▸ **Exercise directions**: Copy out, from the data, each line containing the string "across".

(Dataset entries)

-*-

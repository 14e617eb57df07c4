use super::CornerFrame;
use crate::error::Result;
use crate::geometry::{FootprintPolygon, SplashPoolConfig, SubFeature};
use crate::math::Point2;

/// Plan-view placement of a splash pool.
#[derive(Debug, Clone, PartialEq)]
pub struct SplashLayout {
    pub footprint: FootprintPolygon,
    /// Width of the pool end the splash pool spans.
    pub end_width: f64,
    /// Run of the splash pool along the side walls.
    pub length: f64,
    /// Dividing wall from the pool wall across to the opposite side.
    pub dividing_wall: (Point2, Point2),
    frame: CornerFrame,
}

impl SplashLayout {
    /// Frame for stairs set against the dividing wall.
    ///
    /// The anchor is where the dividing wall meets the pool wall; the first
    /// direction continues along the pool wall away from the splash pool, the
    /// second runs along the dividing wall.
    #[must_use]
    pub fn boundary_frame(&self) -> CornerFrame {
        CornerFrame {
            anchor: self.dividing_wall.0,
            along: self.frame.along,
            across: self.frame.across,
        }
    }
}

/// Places a splash pool across one end of the pool.
pub struct GenerateSplashPool<'a> {
    config: &'a SplashPoolConfig,
    outline: &'a [Point2],
}

impl<'a> GenerateSplashPool<'a> {
    /// Creates a new `GenerateSplashPool` operation.
    #[must_use]
    pub fn new(config: &'a SplashPoolConfig, outline: &'a [Point2]) -> Self {
        Self { config, outline }
    }

    /// Executes the operation.
    ///
    /// # Errors
    ///
    /// Returns an `InputError` if the configured corner does not exist.
    pub fn execute(&self) -> Result<SplashLayout> {
        let frame = CornerFrame::at_vertex(self.outline, self.config.corner)?;
        let n = self.outline.len();
        let prev = self.outline[(self.config.corner + n - 1) % n];
        let end_width = (prev - frame.anchor).norm();
        let length = self.config.length;

        let footprint = FootprintPolygon::new(
            SubFeature::SplashPool,
            vec![
                frame.at(0.0, 0.0),
                frame.at(length, 0.0),
                frame.at(length, end_width),
                frame.at(0.0, end_width),
            ],
        );

        Ok(SplashLayout {
            footprint,
            end_width,
            length,
            dividing_wall: (frame.at(length, 0.0), frame.at(length, end_width)),
            frame,
        })
    }
}

#[cfg(test)]
#[allow(clippy::unwrap_used)]
mod tests {
    use super::*;
    use crate::math::{pt, TOLERANCE};

    #[test]
    fn splash_spans_pool_end() {
        let outline = vec![pt(0.0, 0.0), pt(8.0, 0.0), pt(8.0, 4.0), pt(0.0, 4.0)];
        let config = SplashPoolConfig::new(2.0, 0.6);
        let layout = GenerateSplashPool::new(&config, &outline).execute().unwrap();
        assert!((layout.end_width - 4.0).abs() < TOLERANCE);
        assert!((layout.footprint.area() - 8.0).abs() < 1e-9);
        assert!((layout.dividing_wall.0 - pt(2.0, 0.0)).norm() < TOLERANCE);
        assert!((layout.dividing_wall.1 - pt(2.0, 4.0)).norm() < TOLERANCE);
    }

    #[test]
    fn splash_at_far_corner() {
        let outline = vec![pt(0.0, 0.0), pt(8.0, 0.0), pt(8.0, 4.0), pt(0.0, 4.0)];
        let config = SplashPoolConfig::new(1.5, 0.6).at_corner(2);
        let layout = GenerateSplashPool::new(&config, &outline).execute().unwrap();
        assert!((layout.dividing_wall.0 - pt(6.5, 4.0)).norm() < TOLERANCE);
        assert!((layout.dividing_wall.1 - pt(6.5, 0.0)).norm() < TOLERANCE);
    }
}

-*-

▸ **Output**:
    /// Dividing wall from the pool wall across to the opposite side.
            across: self.frame.across,
/// Places a splash pool across one end of the pool.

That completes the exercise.